▶ _DATA SHOWN_
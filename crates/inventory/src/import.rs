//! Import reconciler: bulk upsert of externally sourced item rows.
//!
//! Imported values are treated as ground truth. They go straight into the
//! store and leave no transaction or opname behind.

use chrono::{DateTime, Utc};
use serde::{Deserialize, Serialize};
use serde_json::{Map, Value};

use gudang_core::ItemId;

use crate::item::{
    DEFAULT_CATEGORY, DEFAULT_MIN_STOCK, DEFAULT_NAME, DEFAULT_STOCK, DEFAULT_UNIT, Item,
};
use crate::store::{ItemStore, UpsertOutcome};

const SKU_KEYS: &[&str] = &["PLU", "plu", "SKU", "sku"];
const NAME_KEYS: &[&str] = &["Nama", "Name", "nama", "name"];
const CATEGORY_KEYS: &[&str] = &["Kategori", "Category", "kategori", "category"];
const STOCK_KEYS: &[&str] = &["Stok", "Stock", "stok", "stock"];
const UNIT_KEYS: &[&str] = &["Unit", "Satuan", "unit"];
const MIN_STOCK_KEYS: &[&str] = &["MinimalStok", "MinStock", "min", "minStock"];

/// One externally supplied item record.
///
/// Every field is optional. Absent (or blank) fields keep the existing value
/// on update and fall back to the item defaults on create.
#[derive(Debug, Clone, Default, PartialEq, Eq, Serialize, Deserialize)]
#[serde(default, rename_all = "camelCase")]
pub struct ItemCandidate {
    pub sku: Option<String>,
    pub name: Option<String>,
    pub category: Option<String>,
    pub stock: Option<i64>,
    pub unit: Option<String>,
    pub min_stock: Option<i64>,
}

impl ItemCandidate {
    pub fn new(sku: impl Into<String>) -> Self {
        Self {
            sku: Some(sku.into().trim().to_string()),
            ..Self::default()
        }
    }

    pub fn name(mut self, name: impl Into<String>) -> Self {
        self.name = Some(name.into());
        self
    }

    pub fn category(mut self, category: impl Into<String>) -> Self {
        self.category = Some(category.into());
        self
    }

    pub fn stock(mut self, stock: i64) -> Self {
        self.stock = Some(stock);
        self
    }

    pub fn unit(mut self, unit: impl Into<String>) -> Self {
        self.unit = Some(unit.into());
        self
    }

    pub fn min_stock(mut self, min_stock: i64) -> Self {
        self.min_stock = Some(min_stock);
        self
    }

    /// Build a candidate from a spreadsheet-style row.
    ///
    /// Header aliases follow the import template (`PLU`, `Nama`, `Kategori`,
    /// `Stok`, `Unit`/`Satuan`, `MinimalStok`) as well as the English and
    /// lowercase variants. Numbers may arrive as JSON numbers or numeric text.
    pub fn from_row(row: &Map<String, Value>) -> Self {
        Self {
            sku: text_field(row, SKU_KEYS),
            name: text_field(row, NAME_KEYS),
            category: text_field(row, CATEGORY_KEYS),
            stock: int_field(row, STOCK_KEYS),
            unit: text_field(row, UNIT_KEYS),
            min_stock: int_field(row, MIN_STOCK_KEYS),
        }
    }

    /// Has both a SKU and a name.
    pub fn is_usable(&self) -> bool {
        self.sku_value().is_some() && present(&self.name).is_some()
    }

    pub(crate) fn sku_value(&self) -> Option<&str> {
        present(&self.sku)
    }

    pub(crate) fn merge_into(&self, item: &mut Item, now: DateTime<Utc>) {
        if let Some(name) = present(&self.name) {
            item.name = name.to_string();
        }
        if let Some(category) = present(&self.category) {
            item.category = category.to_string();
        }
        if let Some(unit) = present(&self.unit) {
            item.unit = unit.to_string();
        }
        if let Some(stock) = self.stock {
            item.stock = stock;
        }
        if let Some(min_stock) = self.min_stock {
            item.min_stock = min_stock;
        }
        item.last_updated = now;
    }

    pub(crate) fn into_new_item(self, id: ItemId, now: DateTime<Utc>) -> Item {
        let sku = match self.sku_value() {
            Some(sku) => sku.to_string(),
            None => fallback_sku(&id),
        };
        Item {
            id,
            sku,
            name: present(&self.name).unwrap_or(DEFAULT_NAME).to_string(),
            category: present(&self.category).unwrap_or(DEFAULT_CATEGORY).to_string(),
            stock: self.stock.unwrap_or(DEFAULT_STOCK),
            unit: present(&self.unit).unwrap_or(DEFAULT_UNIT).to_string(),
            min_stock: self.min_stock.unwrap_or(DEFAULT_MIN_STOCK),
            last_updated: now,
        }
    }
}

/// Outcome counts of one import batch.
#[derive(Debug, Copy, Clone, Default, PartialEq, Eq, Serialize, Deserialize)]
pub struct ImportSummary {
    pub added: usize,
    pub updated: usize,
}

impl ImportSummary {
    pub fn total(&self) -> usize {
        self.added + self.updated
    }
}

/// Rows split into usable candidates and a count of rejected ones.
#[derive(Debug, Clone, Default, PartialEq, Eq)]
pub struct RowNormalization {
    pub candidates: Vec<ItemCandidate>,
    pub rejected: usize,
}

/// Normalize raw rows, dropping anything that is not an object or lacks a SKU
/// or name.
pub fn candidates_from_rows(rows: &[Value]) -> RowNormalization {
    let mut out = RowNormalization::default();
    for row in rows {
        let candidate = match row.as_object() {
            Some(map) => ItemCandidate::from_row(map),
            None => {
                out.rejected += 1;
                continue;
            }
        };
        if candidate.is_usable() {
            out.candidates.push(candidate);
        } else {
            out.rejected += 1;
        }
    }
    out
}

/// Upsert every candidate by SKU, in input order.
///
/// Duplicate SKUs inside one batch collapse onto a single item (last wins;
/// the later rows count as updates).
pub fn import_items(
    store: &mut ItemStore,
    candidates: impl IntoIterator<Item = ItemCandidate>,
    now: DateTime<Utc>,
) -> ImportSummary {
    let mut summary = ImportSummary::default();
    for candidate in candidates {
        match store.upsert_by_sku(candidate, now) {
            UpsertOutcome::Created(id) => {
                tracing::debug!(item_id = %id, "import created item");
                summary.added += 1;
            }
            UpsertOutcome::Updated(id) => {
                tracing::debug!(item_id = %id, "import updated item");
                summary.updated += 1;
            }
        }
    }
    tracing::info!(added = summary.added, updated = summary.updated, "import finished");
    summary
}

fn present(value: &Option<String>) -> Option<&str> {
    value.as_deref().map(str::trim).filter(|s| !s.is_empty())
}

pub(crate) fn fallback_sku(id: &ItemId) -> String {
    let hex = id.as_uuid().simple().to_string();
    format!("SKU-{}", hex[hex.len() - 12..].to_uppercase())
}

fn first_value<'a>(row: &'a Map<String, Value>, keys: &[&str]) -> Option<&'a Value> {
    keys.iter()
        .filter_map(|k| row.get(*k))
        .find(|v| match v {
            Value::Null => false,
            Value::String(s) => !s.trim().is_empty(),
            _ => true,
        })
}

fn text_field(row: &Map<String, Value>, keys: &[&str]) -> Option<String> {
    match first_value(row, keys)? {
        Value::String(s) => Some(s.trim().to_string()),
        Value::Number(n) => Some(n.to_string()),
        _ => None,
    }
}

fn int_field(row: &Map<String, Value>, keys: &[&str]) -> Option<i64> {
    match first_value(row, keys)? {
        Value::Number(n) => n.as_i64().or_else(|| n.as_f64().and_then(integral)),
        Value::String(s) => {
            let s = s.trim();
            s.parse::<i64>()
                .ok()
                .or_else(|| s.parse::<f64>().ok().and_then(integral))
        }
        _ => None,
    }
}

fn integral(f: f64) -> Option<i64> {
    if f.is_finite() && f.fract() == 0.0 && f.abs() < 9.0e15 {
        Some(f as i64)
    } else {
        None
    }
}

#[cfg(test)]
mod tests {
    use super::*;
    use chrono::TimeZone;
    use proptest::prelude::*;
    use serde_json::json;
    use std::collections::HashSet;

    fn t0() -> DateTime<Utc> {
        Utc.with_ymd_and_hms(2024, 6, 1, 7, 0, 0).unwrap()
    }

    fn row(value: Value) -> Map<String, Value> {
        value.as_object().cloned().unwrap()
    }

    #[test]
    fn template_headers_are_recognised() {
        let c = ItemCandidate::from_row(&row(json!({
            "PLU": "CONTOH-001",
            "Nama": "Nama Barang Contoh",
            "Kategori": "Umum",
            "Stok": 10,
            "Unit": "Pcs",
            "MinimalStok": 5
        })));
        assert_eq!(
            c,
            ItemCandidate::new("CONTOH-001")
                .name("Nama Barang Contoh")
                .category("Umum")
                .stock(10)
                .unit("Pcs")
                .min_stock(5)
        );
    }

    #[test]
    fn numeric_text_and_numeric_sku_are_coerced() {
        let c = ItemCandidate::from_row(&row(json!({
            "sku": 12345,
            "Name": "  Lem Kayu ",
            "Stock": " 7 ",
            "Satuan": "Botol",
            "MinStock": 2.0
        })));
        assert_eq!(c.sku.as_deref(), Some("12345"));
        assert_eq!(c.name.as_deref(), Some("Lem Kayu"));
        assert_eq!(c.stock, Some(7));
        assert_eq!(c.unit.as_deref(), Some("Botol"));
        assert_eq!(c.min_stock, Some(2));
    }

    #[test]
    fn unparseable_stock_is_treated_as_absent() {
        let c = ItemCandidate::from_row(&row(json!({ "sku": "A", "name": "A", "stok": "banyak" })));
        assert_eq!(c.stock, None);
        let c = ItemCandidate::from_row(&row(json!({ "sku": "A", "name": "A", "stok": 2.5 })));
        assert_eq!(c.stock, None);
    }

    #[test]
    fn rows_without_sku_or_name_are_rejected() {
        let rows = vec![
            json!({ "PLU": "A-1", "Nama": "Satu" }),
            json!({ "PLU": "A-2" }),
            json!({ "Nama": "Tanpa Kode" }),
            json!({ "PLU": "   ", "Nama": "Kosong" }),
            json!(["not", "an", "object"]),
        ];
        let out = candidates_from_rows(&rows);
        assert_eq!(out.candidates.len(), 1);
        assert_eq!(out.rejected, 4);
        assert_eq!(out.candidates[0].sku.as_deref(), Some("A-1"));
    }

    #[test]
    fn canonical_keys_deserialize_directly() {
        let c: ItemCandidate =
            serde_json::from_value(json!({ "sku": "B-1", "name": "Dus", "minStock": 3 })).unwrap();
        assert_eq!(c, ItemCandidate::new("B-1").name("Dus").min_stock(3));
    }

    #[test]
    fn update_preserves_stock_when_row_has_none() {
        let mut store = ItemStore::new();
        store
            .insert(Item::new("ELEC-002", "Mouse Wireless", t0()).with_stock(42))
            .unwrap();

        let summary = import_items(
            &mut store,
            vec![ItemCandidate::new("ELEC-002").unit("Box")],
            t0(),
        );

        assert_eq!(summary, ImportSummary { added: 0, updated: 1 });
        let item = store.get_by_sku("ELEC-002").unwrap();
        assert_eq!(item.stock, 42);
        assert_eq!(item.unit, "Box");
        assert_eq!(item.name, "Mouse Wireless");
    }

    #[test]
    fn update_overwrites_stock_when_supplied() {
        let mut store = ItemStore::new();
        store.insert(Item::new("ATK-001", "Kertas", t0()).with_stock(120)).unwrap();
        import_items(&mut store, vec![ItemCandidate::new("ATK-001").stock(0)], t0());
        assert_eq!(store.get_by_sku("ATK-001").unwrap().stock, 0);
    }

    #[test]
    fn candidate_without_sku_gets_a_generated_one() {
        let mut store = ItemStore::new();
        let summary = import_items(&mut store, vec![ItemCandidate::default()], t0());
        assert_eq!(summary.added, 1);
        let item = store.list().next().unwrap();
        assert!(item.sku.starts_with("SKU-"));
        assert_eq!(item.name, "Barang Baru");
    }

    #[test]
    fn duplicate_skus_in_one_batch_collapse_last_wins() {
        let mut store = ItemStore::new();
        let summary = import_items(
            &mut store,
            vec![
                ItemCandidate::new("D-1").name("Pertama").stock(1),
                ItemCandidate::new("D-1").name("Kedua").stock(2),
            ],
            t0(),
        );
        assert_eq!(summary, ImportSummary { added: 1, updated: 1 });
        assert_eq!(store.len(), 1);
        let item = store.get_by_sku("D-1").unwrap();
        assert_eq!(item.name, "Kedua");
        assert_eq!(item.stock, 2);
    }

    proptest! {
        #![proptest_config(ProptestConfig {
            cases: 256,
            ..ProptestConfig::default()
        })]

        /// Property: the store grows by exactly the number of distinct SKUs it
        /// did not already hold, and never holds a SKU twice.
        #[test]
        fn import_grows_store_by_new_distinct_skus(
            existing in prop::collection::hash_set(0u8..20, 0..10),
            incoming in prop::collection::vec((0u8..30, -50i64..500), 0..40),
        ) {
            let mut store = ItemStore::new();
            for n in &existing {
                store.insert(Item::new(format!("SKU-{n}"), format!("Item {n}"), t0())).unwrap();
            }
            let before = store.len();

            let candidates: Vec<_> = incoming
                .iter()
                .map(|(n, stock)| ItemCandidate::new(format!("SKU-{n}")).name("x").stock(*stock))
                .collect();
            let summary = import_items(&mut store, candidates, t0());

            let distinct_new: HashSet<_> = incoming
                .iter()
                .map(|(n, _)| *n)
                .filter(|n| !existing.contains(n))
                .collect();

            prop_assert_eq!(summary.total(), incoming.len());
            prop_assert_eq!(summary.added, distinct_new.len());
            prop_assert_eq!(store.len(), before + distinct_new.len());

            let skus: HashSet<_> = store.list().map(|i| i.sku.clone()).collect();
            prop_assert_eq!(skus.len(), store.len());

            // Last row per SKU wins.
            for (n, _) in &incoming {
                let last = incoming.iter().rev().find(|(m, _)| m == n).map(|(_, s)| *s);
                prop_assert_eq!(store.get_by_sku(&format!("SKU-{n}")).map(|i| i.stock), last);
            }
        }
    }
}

---

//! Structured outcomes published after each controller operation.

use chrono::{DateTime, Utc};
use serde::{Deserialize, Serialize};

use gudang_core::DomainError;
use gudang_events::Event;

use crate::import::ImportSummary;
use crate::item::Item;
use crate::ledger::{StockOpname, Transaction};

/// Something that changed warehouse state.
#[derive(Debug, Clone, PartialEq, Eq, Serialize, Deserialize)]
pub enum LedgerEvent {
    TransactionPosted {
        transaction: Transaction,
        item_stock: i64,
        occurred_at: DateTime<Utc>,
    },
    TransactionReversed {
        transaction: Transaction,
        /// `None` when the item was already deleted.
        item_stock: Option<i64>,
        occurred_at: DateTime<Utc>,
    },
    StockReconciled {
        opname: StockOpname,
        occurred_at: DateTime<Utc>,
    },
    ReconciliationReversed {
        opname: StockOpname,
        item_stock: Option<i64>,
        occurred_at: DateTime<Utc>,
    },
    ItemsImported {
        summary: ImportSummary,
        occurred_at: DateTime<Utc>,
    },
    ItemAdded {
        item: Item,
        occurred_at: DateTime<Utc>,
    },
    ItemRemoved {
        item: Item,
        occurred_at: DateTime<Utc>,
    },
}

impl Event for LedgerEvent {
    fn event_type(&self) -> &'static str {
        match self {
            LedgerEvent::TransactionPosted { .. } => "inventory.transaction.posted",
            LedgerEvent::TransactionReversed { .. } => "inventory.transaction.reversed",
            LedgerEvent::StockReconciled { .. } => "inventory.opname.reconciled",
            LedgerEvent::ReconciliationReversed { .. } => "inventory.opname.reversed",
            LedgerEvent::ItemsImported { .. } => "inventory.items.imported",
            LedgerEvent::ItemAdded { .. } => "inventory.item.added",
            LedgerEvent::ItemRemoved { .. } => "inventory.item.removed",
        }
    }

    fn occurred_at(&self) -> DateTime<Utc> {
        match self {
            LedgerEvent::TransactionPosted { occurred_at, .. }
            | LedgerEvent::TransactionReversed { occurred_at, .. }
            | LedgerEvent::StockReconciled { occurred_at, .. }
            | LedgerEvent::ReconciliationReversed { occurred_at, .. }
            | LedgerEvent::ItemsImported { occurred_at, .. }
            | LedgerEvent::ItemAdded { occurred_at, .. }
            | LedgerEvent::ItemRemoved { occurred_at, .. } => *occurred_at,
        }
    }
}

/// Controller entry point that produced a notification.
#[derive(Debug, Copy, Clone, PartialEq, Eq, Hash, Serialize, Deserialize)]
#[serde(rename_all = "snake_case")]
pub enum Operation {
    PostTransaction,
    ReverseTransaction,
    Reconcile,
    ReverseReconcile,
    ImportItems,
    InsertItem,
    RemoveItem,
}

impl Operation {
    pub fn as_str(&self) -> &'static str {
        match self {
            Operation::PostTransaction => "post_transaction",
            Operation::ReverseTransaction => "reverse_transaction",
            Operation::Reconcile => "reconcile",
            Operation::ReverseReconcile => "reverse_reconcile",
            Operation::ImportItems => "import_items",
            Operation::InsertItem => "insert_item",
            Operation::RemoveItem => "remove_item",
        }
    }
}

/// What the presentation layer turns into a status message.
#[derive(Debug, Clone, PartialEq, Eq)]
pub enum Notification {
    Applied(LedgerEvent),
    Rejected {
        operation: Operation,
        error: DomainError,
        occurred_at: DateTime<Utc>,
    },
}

▶ _EXERCISE DESCRIPTION_
Search the records above for the string "InsertItem" and copy each line that holds it.

▶ _SOLUTION BELOW_
    InsertItem,
            Operation::InsertItem => "insert_item",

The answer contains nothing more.